Collected data entries
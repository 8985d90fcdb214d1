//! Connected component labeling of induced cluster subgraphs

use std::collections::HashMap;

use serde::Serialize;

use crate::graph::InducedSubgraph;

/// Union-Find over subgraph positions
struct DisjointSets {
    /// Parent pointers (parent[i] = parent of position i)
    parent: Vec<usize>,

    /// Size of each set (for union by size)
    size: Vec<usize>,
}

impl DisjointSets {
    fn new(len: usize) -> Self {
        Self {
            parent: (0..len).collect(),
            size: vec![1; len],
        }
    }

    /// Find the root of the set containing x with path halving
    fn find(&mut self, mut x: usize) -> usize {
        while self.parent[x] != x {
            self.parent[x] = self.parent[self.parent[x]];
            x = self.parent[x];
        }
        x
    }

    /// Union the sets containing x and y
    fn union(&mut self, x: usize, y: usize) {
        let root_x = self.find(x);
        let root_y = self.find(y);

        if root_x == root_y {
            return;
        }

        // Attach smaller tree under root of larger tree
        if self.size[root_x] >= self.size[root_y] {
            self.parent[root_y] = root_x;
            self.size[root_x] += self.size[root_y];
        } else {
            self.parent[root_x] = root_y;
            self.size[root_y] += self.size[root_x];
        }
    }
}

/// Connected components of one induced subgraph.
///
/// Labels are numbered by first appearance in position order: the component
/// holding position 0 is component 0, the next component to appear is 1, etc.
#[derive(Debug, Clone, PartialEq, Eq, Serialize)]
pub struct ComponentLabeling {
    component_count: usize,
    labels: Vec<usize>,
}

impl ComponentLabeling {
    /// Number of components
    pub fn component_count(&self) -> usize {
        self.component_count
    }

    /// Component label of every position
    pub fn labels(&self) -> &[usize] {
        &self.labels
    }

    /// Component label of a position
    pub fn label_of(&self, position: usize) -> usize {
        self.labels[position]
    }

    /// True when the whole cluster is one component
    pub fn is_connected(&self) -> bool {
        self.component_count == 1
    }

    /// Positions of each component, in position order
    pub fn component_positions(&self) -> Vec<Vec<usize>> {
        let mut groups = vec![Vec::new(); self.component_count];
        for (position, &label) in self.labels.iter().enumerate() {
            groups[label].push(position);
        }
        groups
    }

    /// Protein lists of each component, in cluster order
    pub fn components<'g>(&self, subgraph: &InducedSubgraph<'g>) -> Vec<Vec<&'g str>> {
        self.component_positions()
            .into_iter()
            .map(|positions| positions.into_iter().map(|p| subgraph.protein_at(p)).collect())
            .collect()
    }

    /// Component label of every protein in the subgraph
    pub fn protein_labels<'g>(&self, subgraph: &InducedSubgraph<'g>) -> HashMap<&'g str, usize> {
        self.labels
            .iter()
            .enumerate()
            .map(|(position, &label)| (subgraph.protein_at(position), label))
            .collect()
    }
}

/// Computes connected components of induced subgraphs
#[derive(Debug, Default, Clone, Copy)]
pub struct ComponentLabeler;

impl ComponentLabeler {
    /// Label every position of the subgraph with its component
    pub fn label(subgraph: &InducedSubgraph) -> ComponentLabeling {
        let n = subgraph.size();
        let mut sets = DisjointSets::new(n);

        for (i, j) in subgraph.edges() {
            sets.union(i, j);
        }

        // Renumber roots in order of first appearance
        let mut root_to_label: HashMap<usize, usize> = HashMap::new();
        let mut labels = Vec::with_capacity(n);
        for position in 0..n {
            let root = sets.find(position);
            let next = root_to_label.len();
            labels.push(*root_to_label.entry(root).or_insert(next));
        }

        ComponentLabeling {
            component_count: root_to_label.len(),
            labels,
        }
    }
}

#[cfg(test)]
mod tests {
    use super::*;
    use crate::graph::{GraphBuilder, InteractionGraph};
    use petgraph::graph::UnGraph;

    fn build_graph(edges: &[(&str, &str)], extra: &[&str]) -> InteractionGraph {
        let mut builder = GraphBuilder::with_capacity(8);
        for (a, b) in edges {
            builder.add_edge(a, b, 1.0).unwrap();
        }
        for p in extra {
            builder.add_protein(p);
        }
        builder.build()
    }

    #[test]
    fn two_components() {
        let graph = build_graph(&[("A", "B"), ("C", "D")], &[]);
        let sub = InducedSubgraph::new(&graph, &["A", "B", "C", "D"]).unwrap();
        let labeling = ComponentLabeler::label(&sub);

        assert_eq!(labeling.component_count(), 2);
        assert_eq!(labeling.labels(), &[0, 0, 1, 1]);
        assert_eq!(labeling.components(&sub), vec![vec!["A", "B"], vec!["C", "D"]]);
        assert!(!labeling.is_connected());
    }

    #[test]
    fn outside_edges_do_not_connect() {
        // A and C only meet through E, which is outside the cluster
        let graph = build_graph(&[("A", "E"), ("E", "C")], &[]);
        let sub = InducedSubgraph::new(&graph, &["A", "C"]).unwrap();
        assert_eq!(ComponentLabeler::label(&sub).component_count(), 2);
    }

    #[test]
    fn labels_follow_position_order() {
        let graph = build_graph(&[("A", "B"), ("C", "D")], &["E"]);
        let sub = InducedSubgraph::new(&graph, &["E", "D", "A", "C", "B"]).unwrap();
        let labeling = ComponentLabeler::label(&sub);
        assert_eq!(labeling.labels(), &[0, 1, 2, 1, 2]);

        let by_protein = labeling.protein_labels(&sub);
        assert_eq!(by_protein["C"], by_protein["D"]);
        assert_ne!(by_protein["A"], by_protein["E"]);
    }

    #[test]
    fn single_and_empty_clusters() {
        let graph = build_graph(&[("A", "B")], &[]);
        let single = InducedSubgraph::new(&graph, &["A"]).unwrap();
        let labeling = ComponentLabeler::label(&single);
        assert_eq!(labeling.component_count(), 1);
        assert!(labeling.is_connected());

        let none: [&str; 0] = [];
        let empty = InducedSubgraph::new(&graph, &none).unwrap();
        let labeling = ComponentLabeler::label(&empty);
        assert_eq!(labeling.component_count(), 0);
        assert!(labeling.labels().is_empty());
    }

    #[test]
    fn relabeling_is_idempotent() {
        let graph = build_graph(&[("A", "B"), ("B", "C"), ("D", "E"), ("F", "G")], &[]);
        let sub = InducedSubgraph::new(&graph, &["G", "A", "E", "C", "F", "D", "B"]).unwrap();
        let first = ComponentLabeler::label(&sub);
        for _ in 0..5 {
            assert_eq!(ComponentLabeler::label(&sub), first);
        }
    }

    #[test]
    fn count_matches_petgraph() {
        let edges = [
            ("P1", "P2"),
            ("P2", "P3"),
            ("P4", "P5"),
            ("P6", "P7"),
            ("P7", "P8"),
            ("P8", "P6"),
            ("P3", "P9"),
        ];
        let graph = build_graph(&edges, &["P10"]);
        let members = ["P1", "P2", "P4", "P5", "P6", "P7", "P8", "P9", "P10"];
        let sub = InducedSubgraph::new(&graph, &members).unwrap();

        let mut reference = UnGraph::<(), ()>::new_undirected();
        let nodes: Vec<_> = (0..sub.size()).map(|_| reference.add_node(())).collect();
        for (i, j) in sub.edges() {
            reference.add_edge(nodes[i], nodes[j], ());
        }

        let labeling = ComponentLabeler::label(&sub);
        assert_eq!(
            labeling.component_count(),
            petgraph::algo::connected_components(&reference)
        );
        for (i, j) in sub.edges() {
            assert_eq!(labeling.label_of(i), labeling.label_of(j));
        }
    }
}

Work instruction
Filter the records down to the lines containing the word "members", and copy those.

Result for this exercise
        let members = ["P1", "P2", "P4", "P5", "P6", "P7", "P8", "P9", "P10"];
        let sub = InducedSubgraph::new(&graph, &members).unwrap();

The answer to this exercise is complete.